We are told the story of Zina, who is born under a maleficent star: namely, on the same day as that on which her grandfather dies. Zina grows up to experience a horrific series of trials and molestations. Ben Jelloun has, as always, pulled no punches in describing depravity, rape, and violence. Unfortunately, in La Nuit de l'erreur his trademark shifting point of view—which the author normally deals with brilliantly in a clever and involuted manner within a logical frame story—becomes patently disruptive, and Ben Jelloun introduces alternate narrative teams in the guise of itinerant performers and the like, having more or less abandoned Zina short of the requisite number of pages the market might label a “novel.”

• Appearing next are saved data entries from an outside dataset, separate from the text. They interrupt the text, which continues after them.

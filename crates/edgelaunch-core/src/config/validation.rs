//! Settings validation - warns about unknown fields

use serde_json::Value;
use std::collections::HashSet;
use tracing::warn;

const SETTINGS_KEYS: &[&str] = &[
    "imageWidthDip",
    "imageMarginDip",
    "entriesMarginDip",
    "launcherSensitivityDip",
    "launcherOffsetPositionDip",
    "launcherOffsetHeightDip",
    "onRightSide",
    "vibrateOnActivation",
    "stripBackground",
    "overflowFolderName",
];

/// Validate settings JSON and warn about unknown fields.
pub fn warn_unknown_fields(content: &str, config_name: &str) {
    let Ok(value) = serde_json::from_str::<Value>(content) else {
        return;
    };

    let expected: HashSet<&str> = SETTINGS_KEYS.iter().copied().collect();
    for key in find_unknown_keys(&value, &expected) {
        warn!("Unknown config field in {config_name}: {key}");
    }
}

fn find_unknown_keys(value: &Value, expected: &HashSet<&str>) -> Vec<String> {
    let Value::Object(obj) = value else {
        return Vec::new();
    };

    obj.keys()
        .filter(|key| !expected.contains(key.as_str()))
        .cloned()
        .collect()
}

#[cfg(test)]
mod tests {
    use super::*;

    fn unknowns(json: &str) -> Vec<String> {
        let value: Value = serde_json::from_str(json).unwrap();
        let expected: HashSet<&str> = SETTINGS_KEYS.iter().copied().collect();
        let mut keys = find_unknown_keys(&value, &expected);
        keys.sort();
        keys
    }

    #[test]
    fn test_known_keys_pass() {
        assert!(unknowns(r#"{"imageWidthDip": 40, "onRightSide": true}"#).is_empty());
    }

    #[test]
    fn test_unknown_keys_reported() {
        assert_eq!(
            unknowns(r#"{"imageWidth": 40, "sideRight": true, "vibrateOnActivation": false}"#),
            vec!["imageWidth".to_string(), "sideRight".to_string()]
        );
    }

    #[test]
    fn test_non_object_is_ignored() {
        assert!(unknowns("[1, 2, 3]").is_empty());
    }

    #[test]
    fn test_invalid_json_does_not_panic() {
        warn_unknown_fields("{ not json", "settings.json");
    }
}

This is not the first time Ben Jelloun's work has been subjected to marketing strategies. It is obvious that L'Enfant de sable and La Nuit sacrée were composed as one text of epic proportions (and what a tour de force, indeed), then parceled into two entities which, almost simultaneously with the appearance of the latter, were offered as a boxed duo or bound into one volume; but that was an instance of solid Ben Jelloun being partitioned by publishing desiderata. In La Nuit de l'erreur we find Ben Jelloun apparently pacing himself for a length dictated by these desiderata rather than by the actual fitness of his proposed story.

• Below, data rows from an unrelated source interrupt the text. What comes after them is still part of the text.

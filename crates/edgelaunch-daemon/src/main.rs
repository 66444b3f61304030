//! edgelaunch daemon entry point.

use std::path::PathBuf;

use anyhow::Context;
use clap::Parser;
use edgelaunch_core::{Directories, DisplayMetrics};
use edgelaunch_daemon::DaemonOptions;
use edgelaunch_types::Rect;
use tracing::info;
use tracing_subscriber::{EnvFilter, fmt, prelude::*};

/// edgelaunch daemon - hosts the edge-activated launcher overlay
#[derive(Parser, Debug)]
#[command(name = "edgelaunch-daemon")]
#[command(version, about, long_about = None)]
struct Args {
    /// Custom socket path (defaults to `$XDG_RUNTIME_DIR/edgelaunch.sock`)
    #[arg(long, value_name = "PATH")]
    socket_path: Option<PathBuf>,

    /// Keep settings, entries and state under this directory instead of the
    /// XDG locations
    #[arg(long, value_name = "DIR")]
    base_dir: Option<PathBuf>,

    /// Screen width in pixels
    #[arg(long, default_value_t = 1080)]
    width: i32,

    /// Screen height in pixels
    #[arg(long, default_value_t = 1920)]
    height: i32,

    /// Pixels per dip
    #[arg(long, default_value_t = 2.75, value_parser = parse_density)]
    density: f32,

    /// Start without the overlay permission
    #[arg(long)]
    no_permission: bool,

    /// Do not watch the config directory for edits
    #[arg(long)]
    no_watch: bool,
}

fn parse_density(value: &str) -> Result<f32, String> {
    let density: f32 = value
        .parse()
        .map_err(|e| format!("`{value}` is not a number: {e}"))?;
    if density.is_finite() && density > 0.0 {
        Ok(density)
    } else {
        Err(format!("density must be greater than zero, got {value}"))
    }
}

/// Debug builds log at debug level to stderr and to a timestamped file in the
/// temp dir; release builds log at info level to stderr.
fn setup_logging() {
    let default_level = if cfg!(debug_assertions) {
        "debug"
    } else {
        "info"
    };

    let filter = EnvFilter::try_from_default_env()
        .unwrap_or_else(|_| EnvFilter::new(format!("edgelaunch={default_level}")));

    if cfg!(debug_assertions) {
        let temp_dir = std::env::temp_dir();
        let timestamp = chrono::Local::now().format("%Y%m%d_%H%M%S");
        let log_filename = format!("edgelaunch-daemon-{timestamp}.log");
        let log_path = temp_dir.join(&log_filename);

        #[cfg(unix)]
        {
            let symlink_path = temp_dir.join("edgelaunch-daemon.log");
            let _ = std::fs::remove_file(&symlink_path);
            let _ = std::os::unix::fs::symlink(&log_path, &symlink_path);
        }

        let file_appender = tracing_appender::rolling::never(&temp_dir, &log_filename);
        let (non_blocking, guard) = tracing_appender::non_blocking(file_appender);

        std::mem::forget(guard);

        let file_layer = fmt::layer()
            .with_writer(non_blocking)
            .with_ansi(false)
            .with_target(true)
            .with_line_number(true);

        let stderr_layer = fmt::layer()
            .with_writer(std::io::stderr)
            .with_ansi(true)
            .with_target(true);

        tracing_subscriber::registry()
            .with(file_layer)
            .with(stderr_layer)
            .with(filter)
            .init();

        eprintln!("Logging to: {} (and stderr)", log_path.display());
    } else {
        tracing_subscriber::registry()
            .with(fmt::layer())
            .with(filter)
            .init();
    }
}

#[tokio::main]
async fn main() -> anyhow::Result<()> {
    let args = Args::parse();

    setup_logging();

    let dirs = match args.base_dir {
        Some(base) => Directories::with_base(base),
        None => Directories::new().context("Failed to resolve config directories")?,
    };

    let mut options = DaemonOptions::new(dirs);
    options.socket_path = args.socket_path;
    options.display = DisplayMetrics::new(Rect::from_size(args.width, args.height), args.density);
    options.permission_granted = !args.no_permission;
    options.watch_config = !args.no_watch;

    info!(
        "Starting edgelaunch daemon ({}x{} @ {})",
        args.width, args.height, args.density
    );

    edgelaunch_daemon::run(options)
        .await
        .context("Daemon stopped with an error")?;

    info!("edgelaunch daemon stopped");
    Ok(())
}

In sum, we have in La Nuit de l'erreur what we might call self-emulation, or the reprise of a previously successful formula which now only partially succeeds. The fabric of the style is excellent, but the tailoring of the suit is alop; or perhaps we should say: the construction materials are top quality, but the building is unfinished, asymmetrical, and lacking in traditional amenities. Tahar Ben Jelloun is a great writer who has, here, authored a book which is well written but is not on a par with his other works, save at the most basic levels of the sentence and the paragraph.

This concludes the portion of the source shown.